The law department was founded in 1843 and is one of 17 schools constituting the University of Pittsburgh. The first four law degrees were conferred in 1847. Classes were held in a stone building at Third Street until the building was destroyed in the fire of 1845 and were then held in the university's building on Duquesne Way until that building was burned in 1849. Classes were continued after the second fire in the basement of the Third Presbyterian Church until the universities first law professor, Walter H. Lowrie, was elected to the Supreme Court of Pennsylvania in 1851 and forced him to abandon his teaching at the school. This, along with the fires that destroyed many of the university's facilities and resources, disrupted the development of the School of Law.

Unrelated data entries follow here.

/// Record-bearing section kinds of a dmidecode report, identified by the
/// title line printed under each handle.
#[derive(Debug, Clone, Copy, PartialEq, Eq)]
pub enum RecordType {
    Bios,
    BiosLanguage,
    System,
    BaseBoard,
    Chassis,
    Processor,
    MemoryArray,
    MemoryDevice,
    Cache,
    Connector,
    Slot,
}

impl RecordType {
    pub const ALL: [RecordType; 11] = [
        RecordType::Bios,
        RecordType::BiosLanguage,
        RecordType::System,
        RecordType::BaseBoard,
        RecordType::Chassis,
        RecordType::Processor,
        RecordType::MemoryArray,
        RecordType::MemoryDevice,
        RecordType::Cache,
        RecordType::Connector,
        RecordType::Slot,
    ];

    /// Fixed English section title as dmidecode prints it.
    pub fn title(self) -> &'static str {
        match self {
            RecordType::Bios => "BIOS Information",
            RecordType::BiosLanguage => "BIOS Language Information",
            RecordType::System => "System Information",
            RecordType::BaseBoard => "Base Board Information",
            RecordType::Chassis => "Chassis Information",
            RecordType::Processor => "Processor Information",
            RecordType::MemoryArray => "Physical Memory Array",
            RecordType::MemoryDevice => "Memory Device",
            RecordType::Cache => "Cache Information",
            RecordType::Connector => "Port Connector Information",
            RecordType::Slot => "System Slot Information",
        }
    }
}

/// Split a raw report into candidate record blocks on the blank-line
/// separator. Whitespace-only segments are dropped; a report without any
/// separator comes back as a single block.
pub fn split_blocks(report: &str) -> impl Iterator<Item = &str> {
    report.split("\n\n").filter(|segment| !segment.trim().is_empty())
}

/// Identify a block by its section title. Titles match as whole unindented
/// lines so "System Information" never claims a "System Slot Information"
/// block, and indented field values never claim anything. Blocks with no
/// known title (OEM Strings and friends) return None and are skipped.
pub fn classify(block: &str) -> Option<RecordType> {
    block.lines().find_map(|line| {
        let line = line.trim_end();
        RecordType::ALL.iter().copied().find(|kind| kind.title() == line)
    })
}

// ── Tests ──

#[cfg(test)]
mod tests {
    use super::*;

    #[test]
    fn no_separator_yields_single_block() {
        let blocks: Vec<&str> = split_blocks("BIOS Information\n\tVendor: Acme").collect();
        assert_eq!(blocks.len(), 1);
    }

    #[test]
    fn empty_report_yields_no_blocks() {
        assert_eq!(split_blocks("").count(), 0);
    }

    #[test]
    fn whitespace_segments_dropped() {
        let report = "\nBIOS Information\n\tVendor: Acme\n\n   \n\n\nSystem Information\n\tFamily: X\n\n";
        let blocks: Vec<&str> = split_blocks(report).collect();
        assert_eq!(blocks.len(), 2);
    }

    #[test]
    fn blocks_keep_encounter_order() {
        let report = "\nMemory Device\n\tSize: 4096 MB\n\n\nMemory Device\n\tSize: 8192 MB\n\n";
        let blocks: Vec<&str> = split_blocks(report).collect();
        assert!(blocks[0].contains("4096"));
        assert!(blocks[1].contains("8192"));
    }

    #[test]
    fn classify_known_titles() {
        for kind in RecordType::ALL {
            let block = format!("Handle 0x0001, DMI type 0, 24 bytes\n{}\n\tKey: Value", kind.title());
            assert_eq!(classify(&block), Some(kind));
        }
    }

    #[test]
    fn classify_unknown_section() {
        let block = "Handle 0x0020, DMI type 11, 5 bytes\nOEM Strings\n\tString 1: ABCDEFG";
        assert_eq!(classify(block), None);
    }

    #[test]
    fn title_matches_whole_line_only() {
        let block = "Handle 0x0011, DMI type 9, 17 bytes\nSystem Slot Information\n\tDesignation: ExpressCard Slot";
        assert_eq!(classify(block), Some(RecordType::Slot));
    }

    #[test]
    fn indented_value_is_not_a_title() {
        let block = "Handle 0x0020, DMI type 11, 5 bytes\nOEM Strings\n\tString 1: Memory Device";
        assert_eq!(classify(block), None);
    }
}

Although various attempts were made to reestablish law instruction beginning in 1862, a permanent law school was not established until 1895. The university at that time was named the Western University of Pennsylvania, but despite this, the law school was originally named the Pittsburgh Law School, a name it held until 1918. The Pittsburgh Law School became a charter member of the Association of American Law Schools in 1900.

The first classes in the permanently established school were conducted in the orphans' court rooms in the old Allegheny County courthouse. In 1897, the school moved into the old university building at Ross and Diamond streets that had been sold to the county in 1882. The school moved again in 1919-20 to the tenth floor of the Chamber of Commerce building. In 1936 the School of Law moved in its entirety to the 14-16 floors of the Cathedral of Learning on the main campus of the university located in the Oakland neighborhood of Pittsburgh.

Robert Lee Vann became the first African American to graduate from Pitt Law in 1909. The first African-American woman didn't graduate until Martha Richards Conley did it in 1971. Robert Beckley Harper was the first African American faculty member in 1976 when he became an Assistant Professor of Law. In 1982, Harper also became the first African American to earn tenure at Pitt Law.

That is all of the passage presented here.